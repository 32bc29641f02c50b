//! Integration tests for detection-only scans and scan reporting

use cloak::redaction::{
    PiiType, RedactionEngine, RedactionOptions, ScanReport,
};

fn engine() -> RedactionEngine {
    RedactionEngine::new(RedactionOptions::default()).expect("Failed to create engine")
}

#[test]
fn test_scan_reports_without_rewriting() {
    let engine = engine();
    let matches = engine
        .scan("Email: a@b.com Phone: 555-123-4567")
        .expect("Failed to scan");

    assert_eq!(matches.len(), 2);
    assert_eq!(matches[0].pii_type, PiiType::Email);
    assert_eq!(matches[1].pii_type, PiiType::Phone);
}

#[test]
fn test_report_aggregates_documents() {
    let engine = engine();
    let mut report = ScanReport::new();

    let doc_one = engine.scan("mail a@b.com").expect("Failed to scan");
    report.add_document("one.txt", &doc_one, 3);

    let doc_two = engine
        .scan("totally clean content")
        .expect("Failed to scan");
    report.add_document("two.txt", &doc_two, 1);

    assert_eq!(report.total_documents, 2);
    assert_eq!(report.total_matches, 1);
    assert_eq!(report.stats.documents_with_pii, 1);
    assert_eq!(report.stats.documents_without_pii, 1);
    assert_eq!(report.stats.total_processing_time_ms, 4);
    assert_eq!(report.stats.avg_processing_time_ms, 2);
    assert_eq!(report.matches_by_type.get(&PiiType::Email), Some(&1));
}

#[test]
fn test_report_warnings_for_failed_documents() {
    let engine = engine();
    let mut report = ScanReport::new();

    match engine.scan("   ") {
        Ok(matches) => report.add_document("blank.txt", &matches, 0),
        Err(e) => report.add_warning(format!("blank.txt: {e}")),
    }

    assert_eq!(report.total_documents, 0);
    assert_eq!(report.warnings.len(), 1);
    assert!(report.warnings[0].contains("blank.txt"));
}

#[test]
fn test_console_report_contains_sections() {
    let engine = engine();
    let mut report = ScanReport::new();

    let matches = engine
        .scan("write to a@b.com or call 555-123-4567")
        .expect("Failed to scan");
    report.add_document("doc.txt", &matches, 5);

    let console = report.format_console();
    assert!(console.contains("PII SCAN REPORT"));
    assert!(console.contains("MATCHES BY TYPE"));
    assert!(console.contains("SAMPLE MATCHES"));
    assert!(console.contains("EMAIL"));
    assert!(console.contains("PHONE"));
    assert!(console.contains("doc.txt"));
}

#[test]
fn test_report_written_to_file() {
    let engine = engine();
    let mut report = ScanReport::new();

    let matches = engine.scan("mail a@b.com").expect("Failed to scan");
    report.add_document("doc.txt", &matches, 2);

    let dir = tempfile::tempdir().expect("Failed to create temp dir");
    let path = dir.path().join("report.json");
    report.write_to_file(&path).expect("Failed to write report");

    let content = std::fs::read_to_string(&path).expect("Failed to read report");
    let parsed: ScanReport = serde_json::from_str(&content).expect("Failed to parse report");
    assert_eq!(parsed.total_matches, report.total_matches);
}

#[test]
fn test_scan_respects_resolution() {
    let engine = engine();

    // "Main Street" inside the address must not appear as a separate match
    let matches = engine
        .scan("Ship to 123 Main Street today")
        .expect("Failed to scan");

    let overlapping_name = matches
        .iter()
        .any(|m| m.pii_type == PiiType::Name && m.value.contains("Main"));
    assert!(!overlapping_name);
}
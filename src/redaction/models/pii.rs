//! PII match data models

use serde::{Deserialize, Serialize};
use std::collections::HashMap;
use std::fmt;
use std::str::FromStr;

/// PII type enumeration
///
/// A closed set of detectable categories. Extending it means adding a variant
/// here and a matching detector under [`crate::redaction::detector`].
#[derive(Debug, Clone, Copy, PartialEq, Eq, Hash, Serialize, Deserialize)]
#[serde(rename_all = "SCREAMING_SNAKE_CASE")]
pub enum PiiType {
    /// Email addresses
    Email,
    /// Telephone numbers
    Phone,
    /// Person names
    Name,
    /// Postal addresses
    Address,
}

impl PiiType {
    /// Human-readable label, used verbatim inside `[LABEL<n>]` tokens
    pub fn label(&self) -> &'static str {
        match self {
            Self::Email => "EMAIL",
            Self::Phone => "PHONE",
            Self::Name => "NAME",
            Self::Address => "ADDRESS",
        }
    }

    /// All types in detector priority order.
    ///
    /// Higher-precision detectors come first; the conflict resolver relies on
    /// this order to break ties between matches starting at the same offset.
    pub fn priority_order() -> [PiiType; 4] {
        [Self::Email, Self::Phone, Self::Name, Self::Address]
    }
}

impl fmt::Display for PiiType {
    fn fmt(&self, f: &mut fmt::Formatter<'_>) -> fmt::Result {
        f.write_str(self.label())
    }
}

impl FromStr for PiiType {
    type Err = String;

    fn from_str(s: &str) -> Result<Self, Self::Err> {
        match s.to_lowercase().as_str() {
            "email" => Ok(Self::Email),
            "phone" => Ok(Self::Phone),
            "name" => Ok(Self::Name),
            "address" => Ok(Self::Address),
            _ => Err(format!(
                "Unknown PII type: {s}. Must be one of: email, phone, name, address"
            )),
        }
    }
}

/// A located, typed, confidence-scored span of the original text
///
/// `start` and `end` are byte offsets into the ORIGINAL text and always
/// describe the raw matched span. `value` is the detector's cleaned form of
/// that span (e.g. an email with OCR whitespace stripped), which may differ
/// in length from the span itself.
#[derive(Debug, Clone, PartialEq, Serialize, Deserialize)]
pub struct PiiMatch {
    /// Category of PII
    pub pii_type: PiiType,
    /// Matched value after detector-internal cleanup
    pub value: String,
    /// Inclusive start offset in the original text
    pub start: usize,
    /// Exclusive end offset in the original text
    pub end: usize,
    /// Confidence score (0.0 - 1.0)
    pub confidence: f32,
}

impl PiiMatch {
    /// Create a new PII match
    pub fn new(
        pii_type: PiiType,
        value: impl Into<String>,
        start: usize,
        end: usize,
        confidence: f32,
    ) -> Self {
        Self {
            pii_type,
            value: value.into(),
            start,
            end,
            confidence: confidence.clamp(0.0, 1.0),
        }
    }

    /// Byte length of the matched span in the original text
    pub fn span_len(&self) -> usize {
        self.end - self.start
    }
}

/// Redaction style
#[derive(Debug, Clone, Copy, PartialEq, Eq, Serialize, Deserialize, Default)]
#[serde(rename_all = "lowercase")]
pub enum RedactionStyle {
    /// Length-preserving filler (one mask character per matched character)
    Mask,
    /// Typed, sequentially numbered placeholder (`[EMAIL1]`, `[PHONE2]`, ...)
    #[default]
    Label,
}

impl fmt::Display for RedactionStyle {
    fn fmt(&self, f: &mut fmt::Formatter<'_>) -> fmt::Result {
        match self {
            Self::Mask => f.write_str("mask"),
            Self::Label => f.write_str("label"),
        }
    }
}

impl FromStr for RedactionStyle {
    type Err = String;

    fn from_str(s: &str) -> Result<Self, Self::Err> {
        match s.to_lowercase().as_str() {
            "mask" => Ok(Self::Mask),
            "label" => Ok(Self::Label),
            _ => Err(format!("Unknown redaction style: {s}. Must be mask or label")),
        }
    }
}

fn default_mask_char() -> char {
    '█'
}

/// Options for a single redaction run
#[derive(Debug, Clone, Serialize, Deserialize)]
pub struct RedactionOptions {
    /// PII types to detect (must be non-empty for a meaningful run)
    pub enabled_types: Vec<PiiType>,

    /// Redaction style
    #[serde(default)]
    pub style: RedactionStyle,

    /// Filler character used by the mask style
    #[serde(default = "default_mask_char")]
    pub mask_char: char,
}

impl Default for RedactionOptions {
    fn default() -> Self {
        Self {
            enabled_types: PiiType::priority_order().to_vec(),
            style: RedactionStyle::default(),
            mask_char: default_mask_char(),
        }
    }
}

impl RedactionOptions {
    /// Validate the options
    pub fn validate(&self) -> Result<(), String> {
        if self.enabled_types.is_empty() {
            return Err("At least one PII type must be enabled".to_string());
        }
        Ok(())
    }

    /// Check whether a type is enabled
    pub fn is_enabled(&self, pii_type: PiiType) -> bool {
        self.enabled_types.contains(&pii_type)
    }
}

/// Result of a redaction run
#[derive(Debug, Clone, Serialize, Deserialize)]
pub struct RedactionResult {
    /// The input text, unmodified
    pub original_text: String,
    /// The input text with every surviving match replaced by its token
    pub redacted_text: String,
    /// Surviving matches, ascending by original start offset
    pub matches: Vec<PiiMatch>,
    /// Count of surviving matches per type
    pub summary: HashMap<PiiType, usize>,
}

impl RedactionResult {
    /// Get total number of surviving matches
    pub fn total_matches(&self) -> usize {
        self.matches.len()
    }

    /// Check if any PII was detected
    pub fn has_matches(&self) -> bool {
        !self.matches.is_empty()
    }
}
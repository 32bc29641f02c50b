// Cloak - PII Detection and Redaction Tool
// Copyright (c) 2025 Cloak Contributors
// Licensed under the MIT License

//! # Cloak - PII Detection and Redaction
//!
//! Cloak detects personally identifiable information (emails, phone numbers,
//! names, postal addresses) in plain text and produces a redacted copy of
//! the text, annotated with the detections made.
//!
//! ## Overview
//!
//! This library provides the core functionality for:
//! - **Detecting** PII with independent per-type pattern detectors
//! - **Resolving** overlapping detections with first-fit interval scheduling
//! - **Rewriting** text with mask or label redaction tokens
//! - **Extracting** plain text from TXT, JSON, CSV, and RTF files
//!
//! ## Architecture
//!
//! Cloak follows a layered architecture:
//!
//! - [`cli`] - Command-line interface and argument parsing
//! - [`redaction`] - Detection, resolution, rewriting, and reporting
//! - [`extract`] - Text extraction from supported file formats
//! - [`domain`] - Error types and the crate-wide Result alias
//! - [`config`] - Configuration management
//! - [`logging`] - Structured logging
//!
//! ## Quick Start
//!
//! ```rust
//! use cloak::redaction::{RedactionEngine, RedactionOptions};
//!
//! fn main() -> Result<(), Box<dyn std::error::Error>> {
//!     let engine = RedactionEngine::new(RedactionOptions::default())?;
//!
//!     let result = engine.redact("Email: a@b.com Phone: 555-123-4567")?;
//!
//!     println!("{}", result.redacted_text);
//!     println!("Redacted {} matches", result.total_matches());
//!     Ok(())
//! }
//! ```
//!
//! ## Redaction Styles
//!
//! Two token styles are supported:
//!
//! - **Label**: typed, sequentially numbered placeholders (`[EMAIL1]`,
//!   `[PHONE1]`). Token lengths differ from the matched spans, so the
//!   rewriter tracks a running offset.
//! - **Mask**: a fixed-width filler, one character per matched character,
//!   which preserves the character length of the text.
//!
//! ```rust
//! use cloak::redaction::{PiiType, RedactionEngine, RedactionOptions, RedactionStyle};
//!
//! # fn example() -> Result<(), Box<dyn std::error::Error>> {
//! let options = RedactionOptions {
//!     enabled_types: vec![PiiType::Phone],
//!     style: RedactionStyle::Mask,
//!     ..Default::default()
//! };
//! let engine = RedactionEngine::new(options)?;
//! let result = engine.redact("Call 555-1234")?;
//! assert_eq!(result.redacted_text.chars().count(), "Call 555-1234".chars().count());
//! # Ok(())
//! # }
//! ```
//!
//! ## Error Handling
//!
//! Cloak uses the [`domain::CloakError`] type for all errors:
//!
//! ```rust,no_run
//! use cloak::domain::CloakError;
//!
//! fn example() -> Result<(), CloakError> {
//!     // Errors are automatically converted using the ? operator
//!     let config = cloak::config::load_config("cloak.toml")?;
//!     Ok(())
//! }
//! ```
//!
//! ## Logging
//!
//! Cloak uses structured logging with the `tracing` crate:
//!
//! ```rust,no_run
//! use tracing::{info, warn, error};
//!
//! info!("Starting redaction");
//! warn!(input = "letter.txt", "No matches found");
//! error!(error = "oops", "Redaction failed");
//! ```

pub mod cli;
pub mod config;
pub mod domain;
pub mod extract;
pub mod logging;
pub mod redaction;
//! Phone number detector
//!
//! Two-stage detection: a permissive candidate pattern finds numeric runs,
//! then a region-aware grammar accepts or rejects each candidate. This is
//! the only detector with a genuine accept/reject decision beyond pattern
//! matching; rejected candidates are discarded silently.

use super::PiiDetector;
use crate::redaction::models::{PiiMatch, PiiType};
use anyhow::Result;
use regex::Regex;
use serde::{Deserialize, Serialize};
use std::str::FromStr;

/// Base confidence for a validated phone number
const PHONE_BASE_CONFIDENCE: f32 = 0.90;

/// Country calling codes the validator resolves, with the allowed national
/// number length window for each. Longest prefix wins.
const COUNTRY_CODES: &[(&str, usize, usize)] = &[
    ("1", 10, 10),   // NANP (US, CA, ...)
    ("7", 10, 10),   // RU, KZ
    ("20", 8, 10),   // EG
    ("27", 9, 9),    // ZA
    ("30", 10, 10),  // GR
    ("31", 9, 9),    // NL
    ("32", 8, 9),    // BE
    ("33", 9, 9),    // FR
    ("34", 9, 9),    // ES
    ("39", 6, 11),   // IT
    ("40", 9, 9),    // RO
    ("41", 9, 9),    // CH
    ("43", 7, 11),   // AT
    ("44", 9, 10),   // GB
    ("45", 8, 8),    // DK
    ("46", 7, 10),   // SE
    ("47", 8, 8),    // NO
    ("48", 9, 9),    // PL
    ("49", 6, 11),   // DE
    ("52", 10, 10),  // MX
    ("55", 10, 11),  // BR
    ("61", 9, 9),    // AU
    ("62", 8, 11),   // ID
    ("63", 8, 10),   // PH
    ("64", 8, 10),   // NZ
    ("65", 8, 8),    // SG
    ("66", 8, 9),    // TH
    ("81", 9, 10),   // JP
    ("82", 8, 10),   // KR
    ("84", 9, 10),   // VN
    ("86", 10, 11),  // CN
    ("90", 10, 10),  // TR
    ("91", 10, 10),  // IN
    ("92", 9, 10),   // PK
    ("234", 8, 10),  // NG
    ("353", 7, 9),   // IE
    ("358", 6, 10),  // FI
    ("420", 9, 9),   // CZ
    ("852", 8, 8),   // HK
    ("886", 8, 9),   // TW
    ("971", 8, 9),   // AE
    ("972", 8, 9),   // IL
];

/// Default region assumed for candidates without a country code
#[derive(Debug, Clone, Copy, PartialEq, Eq, Serialize, Deserialize, Default)]
#[serde(rename_all = "UPPERCASE")]
pub enum PhoneRegion {
    /// United States / NANP
    #[default]
    Us,
    /// United Kingdom
    Gb,
    /// Germany
    De,
    /// France
    Fr,
    /// India
    In,
    /// Australia
    Au,
}

impl PhoneRegion {
    /// Check a national-format digit string against this region's grammar
    fn is_valid_national(&self, digits: &str) -> bool {
        let bytes = digits.as_bytes();
        match self {
            // NANP: 7-digit local, 10-digit national, or 11 with trunk 1.
            // Leading digit of the local/area part must not be 0 or 1.
            Self::Us => match bytes.len() {
                7 | 10 => bytes[0] >= b'2',
                11 => bytes[0] == b'1' && bytes[1] >= b'2',
                _ => false,
            },
            // Trunk-0 formats with national length windows
            Self::Gb => bytes[0] == b'0' && (bytes.len() == 10 || bytes.len() == 11),
            Self::De => bytes[0] == b'0' && (7..=12).contains(&bytes.len()),
            Self::Fr => bytes[0] == b'0' && bytes.len() == 10,
            Self::Au => bytes[0] == b'0' && bytes.len() == 10,
            // Mobile numbers start 6-9; trunk-0 form also accepted
            Self::In => match bytes.len() {
                10 => bytes[0] >= b'6',
                11 => bytes[0] == b'0' && bytes[1] >= b'6',
                _ => false,
            },
        }
    }
}

impl FromStr for PhoneRegion {
    type Err = String;

    fn from_str(s: &str) -> Result<Self, Self::Err> {
        match s.to_uppercase().as_str() {
            "US" => Ok(Self::Us),
            "GB" => Ok(Self::Gb),
            "DE" => Ok(Self::De),
            "FR" => Ok(Self::Fr),
            "IN" => Ok(Self::In),
            "AU" => Ok(Self::Au),
            _ => Err(format!(
                "Unknown phone region: {s}. Must be one of: US, GB, DE, FR, IN, AU"
            )),
        }
    }
}

/// Phone number detector with region-aware validation
pub struct PhoneDetector {
    candidate: Regex,
    region: PhoneRegion,
}

impl PhoneDetector {
    /// Create a new phone detector for the default region
    pub fn new() -> Result<Self> {
        Self::with_region(PhoneRegion::default())
    }

    /// Create a new phone detector with an explicit default region
    pub fn with_region(region: PhoneRegion) -> Result<Self> {
        // Optional leading +, 7-21 inner characters of digits/space/()/./-
        // (unicode dash variants included), ending in a digit.
        let candidate = Regex::new(r"\+?\d[\d\s().\u{2010}-\u{2015}-]{6,20}\d")?;
        Ok(Self { candidate, region })
    }

    /// Normalize unicode dash variants and collapse whitespace
    fn clean(raw: &str) -> String {
        let dashed: String = raw
            .chars()
            .map(|c| if ('\u{2010}'..='\u{2015}').contains(&c) { '-' } else { c })
            .collect();
        dashed.split_whitespace().collect::<Vec<_>>().join(" ")
    }

    /// Validate a cleaned candidate. `None` rejects the candidate; the
    /// inner value is the resolved country code for `+`-prefixed numbers.
    fn validate(&self, cleaned: &str) -> Option<Option<&'static str>> {
        let has_plus = cleaned.starts_with('+');
        let digits: String = cleaned.chars().filter(|c| c.is_ascii_digit()).collect();

        // E.164 bounds; anything outside is noise, not a phone number
        if digits.len() < 7 || digits.len() > 15 {
            return None;
        }

        if has_plus {
            let (code, min_nsn, max_nsn) = resolve_country_code(&digits)?;
            let national = &digits[code.len()..];
            if national.len() < min_nsn || national.len() > max_nsn {
                return None;
            }
            // NANP applies its own shape on top of the length window
            if code == "1" && national.as_bytes()[0] < b'2' {
                return None;
            }
            Some(Some(code))
        } else {
            self.region.is_valid_national(&digits).then_some(None)
        }
    }

    /// Confidence: base 0.90, boosted for signals of deliberate formatting,
    /// capped at 1.0
    fn confidence(cleaned: &str, country_code: Option<&str>) -> f32 {
        let mut confidence = PHONE_BASE_CONFIDENCE;
        if cleaned.contains('+') {
            confidence += 0.05;
        }
        if cleaned.contains('(') {
            confidence += 0.03;
        }
        if country_code.is_some() {
            confidence += 0.02;
        }
        confidence.min(1.0)
    }
}

/// Longest-prefix lookup over the country code table
fn resolve_country_code(digits: &str) -> Option<(&'static str, usize, usize)> {
    for prefix_len in (1..=3).rev() {
        if digits.len() <= prefix_len {
            continue;
        }
        let prefix = &digits[..prefix_len];
        if let Some(entry) = COUNTRY_CODES.iter().find(|(code, _, _)| *code == prefix) {
            return Some(*entry);
        }
    }
    None
}

impl PiiDetector for PhoneDetector {
    fn pii_type(&self) -> PiiType {
        PiiType::Phone
    }

    fn detect(&self, text: &str) -> Vec<PiiMatch> {
        let mut matches = Vec::new();

        for m in self.candidate.find_iter(text) {
            let cleaned = Self::clean(m.as_str());

            let Some(country_code) = self.validate(&cleaned) else {
                continue;
            };

            let confidence = Self::confidence(&cleaned, country_code);
            matches.push(PiiMatch::new(
                PiiType::Phone,
                cleaned,
                m.start(),
                m.end(),
                confidence,
            ));
        }

        matches
    }
}

#[cfg(test)]
mod tests {
    use super::*;
    use test_case::test_case;

    #[test]
    fn test_detect_dashed_national() {
        let detector = PhoneDetector::new().unwrap();
        let matches = detector.detect("Phone: 555-123-4567");

        assert_eq!(matches.len(), 1);
        assert_eq!(matches[0].value, "555-123-4567");
        assert_eq!(matches[0].start, 7);
        assert_eq!(matches[0].end, 19);
        assert_eq!(matches[0].confidence, 0.90);
    }

    #[test]
    fn test_detect_seven_digit_local() {
        let detector = PhoneDetector::new().unwrap();
        let matches = detector.detect("Call 555-1234");

        assert_eq!(matches.len(), 1);
        assert_eq!(matches[0].value, "555-1234");
    }

    #[test]
    fn test_candidate_starts_at_first_digit() {
        // The candidate pattern anchors on a digit, so a leading paren is
        // left outside the span
        let detector = PhoneDetector::new().unwrap();
        let matches = detector.detect("Call (555) 123-4567 now");

        assert_eq!(matches.len(), 1);
        assert_eq!(matches[0].value, "555) 123-4567");
        assert_eq!(matches[0].confidence, 0.90);
    }

    #[test]
    fn test_parentheses_boost() {
        let detector = PhoneDetector::new().unwrap();
        let matches = detector.detect("Call +1 (555) 123-4567 now");

        assert_eq!(matches.len(), 1);
        assert_eq!(matches[0].value, "+1 (555) 123-4567");
        // +, parentheses, and resolved country code max out the boost
        assert!((matches[0].confidence - 1.0).abs() < 1e-6);
    }

    #[test]
    fn test_international_boost() {
        let detector = PhoneDetector::new().unwrap();
        let matches = detector.detect("office +44 20 7946 0958 ext");

        assert_eq!(matches.len(), 1);
        assert_eq!(matches[0].value, "+44 20 7946 0958");
        // + and resolved country code: 0.90 + 0.05 + 0.02
        assert!((matches[0].confidence - 0.97).abs() < 1e-6);
    }

    #[test]
    fn test_unicode_dash_normalized() {
        let detector = PhoneDetector::new().unwrap();
        let text = "num 555\u{2013}123\u{2013}4567 end";
        let matches = detector.detect(text);

        assert_eq!(matches.len(), 1);
        assert_eq!(matches[0].value, "555-123-4567");
        // Span still points at the raw text with the unicode dashes
        assert_eq!(&text[matches[0].start..matches[0].end], "555\u{2013}123\u{2013}4567");
    }

    #[test]
    fn test_whitespace_collapsed_in_value() {
        let detector = PhoneDetector::new().unwrap();
        let matches = detector.detect("fax 555  123   4567.");

        assert_eq!(matches.len(), 1);
        assert_eq!(matches[0].value, "555 123 4567");
    }

    #[test_case("0123456789" ; "leading zero area code")]
    #[test_case("12345" ; "too short")]
    #[test_case("+999 123 4567" ; "unknown country code")]
    #[test_case("1234567890123456789" ; "longer than e164")]
    fn test_rejected_candidates(text: &str) {
        let detector = PhoneDetector::new().unwrap();
        assert!(detector.detect(text).is_empty());
    }

    #[test]
    fn test_region_grammars() {
        assert!(PhoneRegion::Us.is_valid_national("5551234567"));
        assert!(!PhoneRegion::Us.is_valid_national("0551234567"));
        assert!(PhoneRegion::Us.is_valid_national("15551234567"));
        assert!(PhoneRegion::Gb.is_valid_national("02079460958"));
        assert!(!PhoneRegion::Gb.is_valid_national("2079460958"));
        assert!(PhoneRegion::In.is_valid_national("9876543210"));
        assert!(!PhoneRegion::In.is_valid_national("1234567890"));
    }

    #[test]
    fn test_configured_region() {
        let detector = PhoneDetector::with_region(PhoneRegion::Fr).unwrap();
        let matches = detector.detect("tel 01 42 68 53 00 ok");

        assert_eq!(matches.len(), 1);
        assert_eq!(matches[0].value, "01 42 68 53 00");
    }

    #[test]
    fn test_region_from_str() {
        assert_eq!("us".parse::<PhoneRegion>().unwrap(), PhoneRegion::Us);
        assert_eq!("GB".parse::<PhoneRegion>().unwrap(), PhoneRegion::Gb);
        assert!("XX".parse::<PhoneRegion>().is_err());
    }
}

=-=-=

● **WHAT YOU ARE ASKED TO DO**
Within the listing above, give again exactly every line from the line with "#[serde(default)]" through the line with "Validate the options", both included, and no other line.

● **ANSWER TO THIS PROBLEM**
    #[serde(default)]
    pub style: RedactionStyle,

    /// Filler character used by the mask style
    #[serde(default = "default_mask_char")]
    pub mask_char: char,
}

impl Default for RedactionOptions {
    fn default() -> Self {
        Self {
            enabled_types: PiiType::priority_order().to_vec(),
            style: RedactionStyle::default(),
            mask_char: default_mask_char(),
        }
    }
}

impl RedactionOptions {
    /// Validate the options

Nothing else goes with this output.